Tres paquetes de chicle después, el compañero de ritmo parsimonioso anuncia el retorno del traumático proceso y con una garganta repotenciada a punta de un buen bistec, anuncia mi tan esperado número. “MACUR en mano papá”, me dicen en tres oportunidades al pedir el requisito antes de llegar a un salón posterior a las escaleras y a un largo pasillo, y aunque la velocidad de atención aquí es totalmente distinta a la de abajo, la deficiente calidad sigue siendo la misma.
En este lugar, donde nos acomodan y desacomodan un par de veces, desaparece la fatiga que proviene de la multitud, y se reduce la ansiedad al saber cuáles materias ya están cerradas gracias a la información que alguna persona ha escrito en la pizarra. Se sigue el trayecto con la atención de algún profesor que nos asesora, y que luego de una firma, -y quizás de una revisión final- nos permite el acceso para buscar lo que hemos ido a conseguir.
Con papeles en mano, se pasa a una tercera y última área, donde el movimiento depende de la rapidez de la impresora, de la habilidad del asistente de computación o de la agilidad propia para evitar a los “colaos”, gente que dirá estar embarazada, vivir al otro lado del mundo o hasta desmayarse, con tal de inscribirse primero. En la fila que serpentea entre hileras de pupitres, se adormece la mano por intentar inútilmente de ahuyentar el calor, o por haber saludado a tantas personas en tan poco tiempo. Es en este momento y lugar donde se conocerá de memoria el color de las paredes y techos, sus múltiples imperfecciones y uno que otro se regodeará porque tendrá la oportunidad de ver tantos traseros femeninos.
Al final, y dependiendo de nuestra suerte, saldremos del operador de la maquina con un exquisito horario elaborado justo a la medida, o por el contrario, y como generalmente me sucede a mí, con un desesperante, incomprendido y dañino cronograma de clases que provoca desecharlo y que elimina las aspiraciones de libertad pautadas para los próximos cuatro, cinco o seis meses, sin contar que quizás, se necesite suplicar clemencia a un profesor para que asigne un cupo de clases, y repetir este incómodo proceso en las conocidas “Modificaciones”.
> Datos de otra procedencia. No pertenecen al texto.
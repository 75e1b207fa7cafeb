//! Request dispatch: name resolution, argument decoding, arity validation and invocation.
//!
//! Every failure is recovered into an error [`Outcome`]; nothing a request or a handler
//! does makes dispatch itself fail.

use super::handler::Args;
use super::registry::{Registration, Registry};
use crate::codec::{decode_args, encode_envelope, parse_form, Outcome};
use crate::error::{DispatchError, HANDLER_PANICKED};
use futures::FutureExt;
use serde_json::Value;
use std::collections::HashMap;
use std::panic::AssertUnwindSafe;
use std::sync::Arc;
use tracing::{debug, error, warn};

pub(crate) fn is_valid_name_char(c: char) -> bool {
    c.is_ascii_alphanumeric() || c == '-' || c == '_'
}

/// Strip every character outside `[A-Za-z0-9_-]` from a requested name.
pub fn sanitize_name(raw: &str) -> String {
    raw.chars().filter(|c| is_valid_name_char(*c)).collect()
}

/// Result of answering one request.
#[derive(Debug, Clone, PartialEq)]
pub struct DispatchResponse {
    /// True when the request named a registered RPC, whatever the call's outcome.
    pub recognized: bool,
    pub outcome: Outcome,
}

impl DispatchResponse {
    /// The complete response body.
    pub fn body(&self) -> String {
        encode_envelope(&self.outcome)
    }
}

/// Dispatches requests against a read-only registry.
///
/// Cheap to clone; clones share the registry.
#[derive(Debug, Clone)]
pub struct Dispatcher {
    registry: Arc<Registry>,
}

impl Dispatcher {
    pub fn new(registry: Registry) -> Self {
        Self {
            registry: Arc::new(registry),
        }
    }

    pub fn registry(&self) -> &Registry {
        &self.registry
    }

    /// Answer a request given its raw `rpc` query value and form body.
    pub async fn respond_to_request(&self, raw_name: Option<&str>, body: &str) -> DispatchResponse {
        self.dispatch(raw_name, &parse_form(body)).await
    }

    /// Answer a request given its raw `rpc` query value and parsed form fields.
    pub async fn dispatch(
        &self,
        raw_name: Option<&str>,
        fields: &HashMap<String, String>,
    ) -> DispatchResponse {
        let Some(raw_name) = raw_name else {
            debug!("Rejecting request without an RPC name");
            return DispatchResponse {
                recognized: false,
                outcome: DispatchError::MissingRpcName.into(),
            };
        };

        let name = sanitize_name(raw_name);
        let Some(registration) = self.registry.get(&name) else {
            debug!("Rejecting call to unknown RPC {:?}", name);
            return DispatchResponse {
                recognized: false,
                outcome: DispatchError::UnknownRpc.into(),
            };
        };

        let args = decode_args(fields);
        debug!("RPC call: {}({:?})", name, args);
        let outcome = self.invoke(registration, Args::new(args)).await.into();
        DispatchResponse {
            recognized: true,
            outcome,
        }
    }

    /// Call a registered function directly, bypassing name sanitization.
    pub async fn call(&self, name: &str, args: Vec<Value>) -> Result<Value, DispatchError> {
        let registration = self.registry.get(name).ok_or(DispatchError::UnknownRpc)?;
        self.invoke(registration, Args::new(args)).await
    }

    async fn invoke(&self, registration: &Registration, args: Args) -> Result<Value, DispatchError> {
        registration.arity().check(args.len())?;

        let handler = registration.handler();
        let future = match std::panic::catch_unwind(AssertUnwindSafe(|| handler.call(args))) {
            Ok(future) => future,
            Err(_) => return Err(Self::panicked(registration.name())),
        };

        match AssertUnwindSafe(future).catch_unwind().await {
            Ok(Ok(value)) => Ok(value),
            Ok(Err(e)) => {
                warn!("RPC {} failed: {}", registration.name(), e);
                Err(e.into())
            }
            Err(_) => Err(Self::panicked(registration.name())),
        }
    }

    fn panicked(name: &str) -> DispatchError {
        error!("RPC handler for '{}' panicked during execution", name);
        DispatchError::HandlerFailure {
            reason: HANDLER_PANICKED.to_string(),
        }
    }
}

#[cfg(test)]
mod tests {
    use super::*;
    use crate::codec::encode_args;
    use crate::error::HandlerError;
    use crate::server::{Arity, HandlerResult};
    use serde_json::json;
    use std::sync::atomic::{AtomicUsize, Ordering};
    use std::sync::Mutex;

    fn fields(args: &[Value]) -> HashMap<String, String> {
        parse_form(&encode_args(args))
    }

    fn reason(response: &DispatchResponse) -> String {
        response.outcome.clone().into_result().unwrap_err()
    }

    /// Registry with `f` accepting 1 to 3 arguments and recording every invocation.
    fn recording_registry() -> (Registry, Arc<Mutex<Vec<Vec<Value>>>>) {
        let calls = Arc::new(Mutex::new(Vec::new()));
        let recorded = Arc::clone(&calls);
        let mut registry = Registry::new();
        registry
            .add_function("f", Arity::new(1, 3), move |args: Args| {
                recorded.lock().unwrap().push(args.clone().into_vec());
                Ok(json!(args.len()))
            })
            .unwrap();
        (registry, calls)
    }

    #[tokio::test]
    async fn test_missing_name() {
        let dispatcher = Dispatcher::new(Registry::new());
        let response = dispatcher.dispatch(None, &HashMap::new()).await;
        assert!(!response.recognized);
        assert_eq!(reason(&response), "Missing RPC name");
    }

    #[tokio::test]
    async fn test_unknown_name() {
        let dispatcher = Dispatcher::new(Registry::new());
        let response = dispatcher.dispatch(Some("doStuff"), &HashMap::new()).await;
        assert!(!response.recognized);
        assert_eq!(reason(&response), "RPC does not exist");
    }

    #[tokio::test]
    async fn test_name_empty_after_sanitizing() {
        let mut registry = Registry::new();
        registry
            .add_function("f", Arity::exact(0), |_| Ok(json!(null)))
            .unwrap();
        let dispatcher = Dispatcher::new(registry);
        let response = dispatcher.dispatch(Some("<>;"), &HashMap::new()).await;
        assert_eq!(reason(&response), "RPC does not exist");
    }

    #[test]
    fn test_sanitize_name() {
        assert_eq!(sanitize_name("do;Stuff<script>"), "doStuffscript");
        assert_eq!(sanitize_name("get_user-by-id2"), "get_user-by-id2");
        assert_eq!(sanitize_name("héllo wörld"), "hllowrld");
    }

    #[tokio::test]
    async fn test_sanitized_name_dispatches() {
        let mut registry = Registry::new();
        registry
            .add_function("doStuffscript", Arity::exact(0), |_| Ok(json!("done")))
            .unwrap();
        let dispatcher = Dispatcher::new(registry);
        let response = dispatcher
            .dispatch(Some("do;Stuff<script>"), &HashMap::new())
            .await;
        assert!(response.recognized);
        assert_eq!(response.outcome, Outcome::success(json!("done")));
    }

    #[tokio::test]
    async fn test_arity_bounds() {
        let (registry, calls) = recording_registry();
        let dispatcher = Dispatcher::new(registry);

        let response = dispatcher.dispatch(Some("f"), &fields(&[])).await;
        assert!(response.recognized);
        assert_eq!(reason(&response), "Not enough arguments specified");

        let four = [json!(1), json!(2), json!(3), json!(4)];
        let response = dispatcher.dispatch(Some("f"), &fields(&four)).await;
        assert_eq!(reason(&response), "Too many arguments specified");
        assert!(calls.lock().unwrap().is_empty());

        for count in 1..=3 {
            let args: Vec<Value> = (0..count).map(|i| json!(format!("v{}", i))).collect();
            let response = dispatcher.dispatch(Some("f"), &fields(&args)).await;
            assert_eq!(response.outcome, Outcome::success(json!(count)));
            assert_eq!(calls.lock().unwrap().last(), Some(&args));
        }
        assert_eq!(calls.lock().unwrap().len(), 3);
    }

    #[tokio::test]
    async fn test_permissive_argument_decoding() {
        let (registry, calls) = recording_registry();
        let dispatcher = Dispatcher::new(registry);
        let response = dispatcher
            .respond_to_request(Some("f"), "arg0=%7Bnot-json&arg1=7")
            .await;
        assert_eq!(response.outcome, Outcome::success(json!(2)));
        assert_eq!(calls.lock().unwrap()[0], vec![Value::Null, json!(7)]);
    }

    #[tokio::test]
    async fn test_handler_error_becomes_envelope() {
        let mut registry = Registry::new();
        registry
            .add_function("fail", Arity::exact(0), |_| {
                Err(HandlerError::new("quota exceeded"))
            })
            .unwrap();
        let dispatcher = Dispatcher::new(registry);
        let response = dispatcher.respond_to_request(Some("fail"), "").await;
        assert!(response.recognized);
        assert_eq!(reason(&response), "quota exceeded");
    }

    async fn explode(_args: Args) -> HandlerResult {
        panic!("async boom")
    }

    #[tokio::test]
    async fn test_handler_panic_becomes_envelope() {
        let mut registry = Registry::new();
        registry
            .add_function("boom", Arity::exact(0), |_| panic!("boom"))
            .unwrap();
        registry
            .add_async_function("async_boom", Arity::exact(0), explode)
            .unwrap();
        let dispatcher = Dispatcher::new(registry);

        for name in ["boom", "async_boom"] {
            let response = dispatcher.respond_to_request(Some(name), "").await;
            assert_eq!(reason(&response), HANDLER_PANICKED);
        }
    }

    #[tokio::test]
    async fn test_body_is_envelope() {
        let mut registry = Registry::new();
        registry
            .add_function("answer", Arity::exact(0), |_| Ok(json!(42)))
            .unwrap();
        let dispatcher = Dispatcher::new(registry);
        let body = dispatcher.respond_to_request(Some("answer"), "").await.body();
        let parsed: Value = serde_json::from_str(&body).unwrap();
        assert_eq!(parsed, json!({"response": {"type": "success", "result": 42}}));
    }

    #[tokio::test]
    async fn test_direct_call() {
        let counter = Arc::new(AtomicUsize::new(0));
        let seen = Arc::clone(&counter);
        let mut registry = Registry::new();
        registry
            .add_async_function("bump", Arity::new(0, 1), move |args: Args| {
                let seen = Arc::clone(&seen);
                async move {
                    let by: Option<usize> = args.optional(0)?;
                    Ok::<_, HandlerError>(json!(seen.fetch_add(by.unwrap_or(1), Ordering::SeqCst)))
                }
            })
            .unwrap();
        let dispatcher = Dispatcher::new(registry);

        assert_eq!(dispatcher.call("bump", vec![json!(5)]).await, Ok(json!(0)));
        assert_eq!(dispatcher.call("bump", vec![]).await, Ok(json!(5)));
        assert_eq!(counter.load(Ordering::SeqCst), 6);
        assert_eq!(
            dispatcher.call("bump", vec![json!(1), json!(2)]).await,
            Err(DispatchError::TooManyArguments)
        );
        assert_eq!(
            dispatcher.call("nope", vec![]).await,
            Err(DispatchError::UnknownRpc)
        );
    }
}
//! Response envelope codec.
//!
//! Every response body is one of:
//!
//! ```text
//! {"response": {"type": "success", "result": <any JSON>}}
//! {"response": {"type": "error",   "reason": "<string>"}}
//! ```

use crate::error::DispatchError;
use serde::{Deserialize, Serialize};
use serde_json::Value;

/// Outcome of a single RPC, as carried by the envelope.
#[derive(Debug, Clone, PartialEq, Serialize, Deserialize)]
#[serde(tag = "type", rename_all = "lowercase")]
pub enum Outcome {
    Success {
        #[serde(default)]
        result: Value,
    },
    Error {
        reason: String,
    },
}

impl Outcome {
    pub fn success(result: Value) -> Self {
        Outcome::Success { result }
    }

    pub fn error(reason: impl Into<String>) -> Self {
        Outcome::Error {
            reason: reason.into(),
        }
    }

    pub fn is_success(&self) -> bool {
        matches!(self, Outcome::Success { .. })
    }

    /// Split into the result value or the error reason.
    pub fn into_result(self) -> Result<Value, String> {
        match self {
            Outcome::Success { result } => Ok(result),
            Outcome::Error { reason } => Err(reason),
        }
    }
}

impl From<Result<Value, DispatchError>> for Outcome {
    fn from(result: Result<Value, DispatchError>) -> Self {
        match result {
            Ok(value) => Outcome::success(value),
            Err(e) => Outcome::error(e.reason()),
        }
    }
}

impl From<DispatchError> for Outcome {
    fn from(err: DispatchError) -> Self {
        Outcome::error(err.reason())
    }
}

#[derive(Serialize)]
struct EnvelopeRef<'a> {
    response: &'a Outcome,
}

#[derive(Deserialize)]
struct Envelope {
    response: Outcome,
}

/// Encode an outcome as the full response body.
pub fn encode_envelope(outcome: &Outcome) -> String {
    // Serializing a `Value` tree into a string cannot fail.
    serde_json::to_string(&EnvelopeRef { response: outcome })
        .unwrap_or_else(|_| r#"{"response":{"type":"error","reason":"Internal error"}}"#.into())
}

/// Decode a response body.
///
/// Fails when the text is not JSON, lacks the `response` wrapper, or the wrapper is not
/// a success/error outcome.
pub fn decode_envelope(text: &str) -> Result<Outcome, serde_json::Error> {
    serde_json::from_str::<Envelope>(text).map(|envelope| envelope.response)
}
Finalizada la tortura, con un comprobante de inscripción listo para ser solicitado en los venideros eventos, un buen analgésico produce tanto alivio como respirar aire fresco luego de haber ingresado a un baño público y la sensación de estar inscrito, dependiendo de los casos, es sentir que se pisa un peldaño más en esa meta que queremos lograr, por la que luchamos día a día en la universidad, y por la que sufrimos cada periodo hasta recibir un título de pregrado, aunque la satisfacción desaparece rato después con el primer “bienvenidos” del lunes siguiente, cuando se retoma una vieja rutina con nuevas expectativas y esperanzas en su haber.